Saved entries
=====

//! Transport-context cache.
//!
//! Building an `SslContext` is expensive, mostly because loading the system
//! trust store is expensive. The cache keeps freed contexts in two
//! role-separated idle pools and hands one back whenever its trust material
//! is sufficient for the request: a context built for verify depth N serves
//! any request with depth ≤ N, and a server context is only reused for the
//! same certificate identity. Anything else is a rebuild, observable through
//! the [`TransportContextCache::trust_store_loads`] counter.

use crate::base::neterror::NetError;
use boring::pkey::PKey;
use boring::ssl::{SslContext, SslContextBuilder, SslMethod, SslVerifyMode, SslVersion};
use boring::x509::X509;
use parking_lot::Mutex;
use serde::Deserialize;
use std::collections::hash_map::DefaultHasher;
use std::hash::{Hash, Hasher};
use std::sync::atomic::{AtomicU64, Ordering};
use std::sync::Arc;

/// Protocol versions expressible in router configuration.
#[derive(Debug, Clone, Copy, PartialEq, Eq, Hash, Deserialize)]
#[serde(rename_all = "lowercase")]
pub enum TlsVersion {
    #[serde(rename = "1.0")]
    Tls10,
    #[serde(rename = "1.1")]
    Tls11,
    #[serde(rename = "1.2")]
    Tls12,
    #[serde(rename = "1.3")]
    Tls13,
}

impl TlsVersion {
    fn raw(self) -> SslVersion {
        match self {
            TlsVersion::Tls10 => SslVersion::TLS1,
            TlsVersion::Tls11 => SslVersion::TLS1_1,
            TlsVersion::Tls12 => SslVersion::TLS1_2,
            TlsVersion::Tls13 => SslVersion::TLS1_3,
        }
    }
}

/// Version bounds applied to a context. `None` leaves the library default.
#[derive(Debug, Clone, Default, PartialEq, Eq, Hash)]
pub struct TlsOptions {
    pub min_version: Option<TlsVersion>,
    pub max_version: Option<TlsVersion>,
}

/// Server certificate and key, PEM-encoded. Two identities compare equal
/// exactly when their PEM bytes do.
#[derive(Debug, Clone, PartialEq, Eq, Hash)]
pub struct ServerIdentity {
    pub cert_pem: Vec<u8>,
    pub key_pem: Vec<u8>,
}

/// A built `SslContext` plus the cache bookkeeping deciding its reuse.
pub struct TransportContext {
    context: SslContext,
    verify_depth: i32,
    /// Hash of cert identity + ciphers + version bounds; `None` for client
    /// contexts, which are distinguished by verify depth alone.
    fingerprint: Option<u64>,
}

impl TransportContext {
    pub(crate) fn context(&self) -> &SslContext {
        &self.context
    }

    pub fn verify_depth(&self) -> i32 {
        self.verify_depth
    }
}

pub struct TransportContextCache {
    client_idle: Mutex<Vec<TransportContext>>,
    server_idle: Mutex<Vec<TransportContext>>,
    trust_store_loads: AtomicU64,
}

impl TransportContextCache {
    pub fn new() -> Arc<Self> {
        Arc::new(Self {
            client_idle: Mutex::new(Vec::new()),
            server_idle: Mutex::new(Vec::new()),
            trust_store_loads: AtomicU64::new(0),
        })
    }

    /// Number of trust-store loads performed so far. Reuse paths do not
    /// bump it; the reuse policy is asserted against this counter.
    pub fn trust_store_loads(&self) -> u64 {
        self.trust_store_loads.load(Ordering::Relaxed)
    }

    /// Client context with peer verification to `verify_depth` chain links
    /// (negative disables verification). An idle context whose depth is
    /// already sufficient is reused without touching the trust store;
    /// verification is never silently downgraded.
    pub fn create_client_context(
        &self,
        verify_depth: i32,
        options: &TlsOptions,
        ciphers: Option<&str>,
    ) -> Result<TransportContext, NetError> {
        let fingerprint = fingerprint_of(None, ciphers, options);
        {
            let mut idle = self.client_idle.lock();
            if let Some(pos) = idle.iter().position(|ctx| {
                ctx.verify_depth >= verify_depth && ctx.fingerprint == Some(fingerprint)
            }) {
                tracing::debug!(verify_depth, "client transport context reused");
                return Ok(idle.swap_remove(pos));
            }
        }
        let context = self.build_client(verify_depth, options, ciphers)?;
        Ok(TransportContext {
            context,
            verify_depth,
            fingerprint: Some(fingerprint),
        })
    }

    pub fn free_client_context(&self, context: TransportContext) {
        self.client_idle.lock().push(context);
    }

    /// Server context for one certificate identity. Reused only when both
    /// the identity fingerprint matches and the idle context's verify depth
    /// is sufficient.
    pub fn create_server_context(
        &self,
        verify_depth: i32,
        options: &TlsOptions,
        ciphers: Option<&str>,
        identity: &ServerIdentity,
    ) -> Result<TransportContext, NetError> {
        let fingerprint = fingerprint_of(Some(identity), ciphers, options);
        {
            let mut idle = self.server_idle.lock();
            if let Some(pos) = idle.iter().position(|ctx| {
                ctx.verify_depth >= verify_depth && ctx.fingerprint == Some(fingerprint)
            }) {
                tracing::debug!(verify_depth, "server transport context reused");
                return Ok(idle.swap_remove(pos));
            }
        }
        let context = self.build_server(verify_depth, options, ciphers, identity)?;
        Ok(TransportContext {
            context,
            verify_depth,
            fingerprint: Some(fingerprint),
        })
    }

    pub fn free_server_context(&self, context: TransportContext) {
        self.server_idle.lock().push(context);
    }

    fn build_client(
        &self,
        verify_depth: i32,
        options: &TlsOptions,
        ciphers: Option<&str>,
    ) -> Result<SslContext, NetError> {
        let mut builder = SslContextBuilder::new(SslMethod::tls())?;
        apply_options(&mut builder, options, ciphers)?;
        if verify_depth >= 0 {
            builder.set_verify(SslVerifyMode::PEER);
            builder.set_verify_depth(verify_depth as u32);
            builder.set_default_verify_paths()?;
            self.trust_store_loads.fetch_add(1, Ordering::Relaxed);
        } else {
            builder.set_verify(SslVerifyMode::NONE);
        }
        tracing::debug!(verify_depth, "client transport context built");
        Ok(builder.build())
    }

    fn build_server(
        &self,
        verify_depth: i32,
        options: &TlsOptions,
        ciphers: Option<&str>,
        identity: &ServerIdentity,
    ) -> Result<SslContext, NetError> {
        let cert = X509::from_pem(&identity.cert_pem)?;
        let key = PKey::private_key_from_pem(&identity.key_pem)?;
        let mut builder = SslContextBuilder::new(SslMethod::tls())?;
        apply_options(&mut builder, options, ciphers)?;
        builder.set_certificate(&cert)?;
        builder.set_private_key(&key)?;
        builder.check_private_key()?;
        if verify_depth >= 0 {
            builder.set_verify(SslVerifyMode::PEER);
            builder.set_verify_depth(verify_depth as u32);
            builder.set_default_verify_paths()?;
            self.trust_store_loads.fetch_add(1, Ordering::Relaxed);
        } else {
            builder.set_verify(SslVerifyMode::NONE);
        }
        tracing::debug!(verify_depth, "server transport context built");
        Ok(builder.build())
    }
}

fn apply_options(
    builder: &mut SslContextBuilder,
    options: &TlsOptions,
    ciphers: Option<&str>,
) -> Result<(), NetError> {
    if let Some(min) = options.min_version {
        builder.set_min_proto_version(Some(min.raw()))?;
    }
    if let Some(max) = options.max_version {
        builder.set_max_proto_version(Some(max.raw()))?;
    }
    if let Some(list) = ciphers {
        builder.set_cipher_list(list)?;
    }
    Ok(())
}

fn fingerprint_of(
    identity: Option<&ServerIdentity>,
    ciphers: Option<&str>,
    options: &TlsOptions,
) -> u64 {
    let mut hasher = DefaultHasher::new();
    identity.hash(&mut hasher);
    ciphers.hash(&mut hasher);
    options.hash(&mut hasher);
    hasher.finish()
}

#[cfg(test)]
mod tests {
    use super::*;

    #[test]
    fn test_client_reuse_skips_trust_store() {
        let cache = TransportContextCache::new();
        let opts = TlsOptions::default();
        let ctx = cache.create_client_context(3, &opts, None).unwrap();
        assert_eq!(cache.trust_store_loads(), 1);
        cache.free_client_context(ctx);

        // Shallower request reuses the deeper context.
        let ctx = cache.create_client_context(1, &opts, None).unwrap();
        assert_eq!(cache.trust_store_loads(), 1);
        assert_eq!(ctx.verify_depth(), 3);
        cache.free_client_context(ctx);

        // Deeper request rebuilds.
        let ctx = cache.create_client_context(5, &opts, None).unwrap();
        assert_eq!(cache.trust_store_loads(), 2);
        cache.free_client_context(ctx);
    }

    #[test]
    fn test_server_reuse_requires_same_identity() {
        let cache = TransportContextCache::new();
        let opts = TlsOptions::default();
        let pair_a = crate::tls::cert::CertificateBuilder::self_signed("a.test", "", "a.test")
            .unwrap();
        let pair_b = crate::tls::cert::CertificateBuilder::self_signed("b.test", "", "b.test")
            .unwrap();
        let id_a = ServerIdentity {
            cert_pem: pair_a.cert_pem.clone(),
            key_pem: pair_a.key_pem.clone(),
        };
        let id_b = ServerIdentity {
            cert_pem: pair_b.cert_pem,
            key_pem: pair_b.key_pem,
        };

        let ctx = cache.create_server_context(-1, &opts, None, &id_a).unwrap();
        cache.free_server_context(ctx);
        // Different identity never reuses.
        let _ctx_b = cache.create_server_context(-1, &opts, None, &id_b).unwrap();
        let ctx_a = cache.create_server_context(-1, &opts, None, &id_a).unwrap();
        // No verification requested anywhere, so no trust-store loads.
        assert_eq!(cache.trust_store_loads(), 0);
        cache.free_server_context(ctx_a);
    }

    #[test]
    fn test_server_depth_reuse_and_reload() {
        let cache = TransportContextCache::new();
        let opts = TlsOptions::default();
        let pair = crate::tls::cert::CertificateBuilder::self_signed("d.test", "", "d.test")
            .unwrap();
        let identity = ServerIdentity {
            cert_pem: pair.cert_pem,
            key_pem: pair.key_pem,
        };

        let ctx = cache.create_server_context(2, &opts, None, &identity).unwrap();
        assert_eq!(cache.trust_store_loads(), 1);
        cache.free_server_context(ctx);

        // Shallower request reuses the freed context without a reload.
        let ctx = cache.create_server_context(0, &opts, None, &identity).unwrap();
        assert_eq!(cache.trust_store_loads(), 1);
        assert_eq!(ctx.verify_depth(), 2);
        cache.free_server_context(ctx);

        // Deeper request must rebuild.
        let ctx = cache.create_server_context(4, &opts, None, &identity).unwrap();
        assert_eq!(cache.trust_store_loads(), 2);
        cache.free_server_context(ctx);
    }

    #[test]
    fn test_bad_pem_is_rejected() {
        let cache = TransportContextCache::new();
        let identity = ServerIdentity {
            cert_pem: b"not a certificate".to_vec(),
            key_pem: b"not a key".to_vec(),
        };
        assert!(cache
            .create_server_context(-1, &TlsOptions::default(), None, &identity)
            .is_err());
    }
}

=====

_WHAT THE TASK ASKS:_ Using the data above, copy each line that contains "PartialEq".

_REPLY TO THE EXERCISE:_
#[derive(Debug, Clone, Copy, PartialEq, Eq, Hash, Deserialize)]
#[derive(Debug, Clone, Default, PartialEq, Eq, Hash)]
#[derive(Debug, Clone, PartialEq, Eq, Hash)]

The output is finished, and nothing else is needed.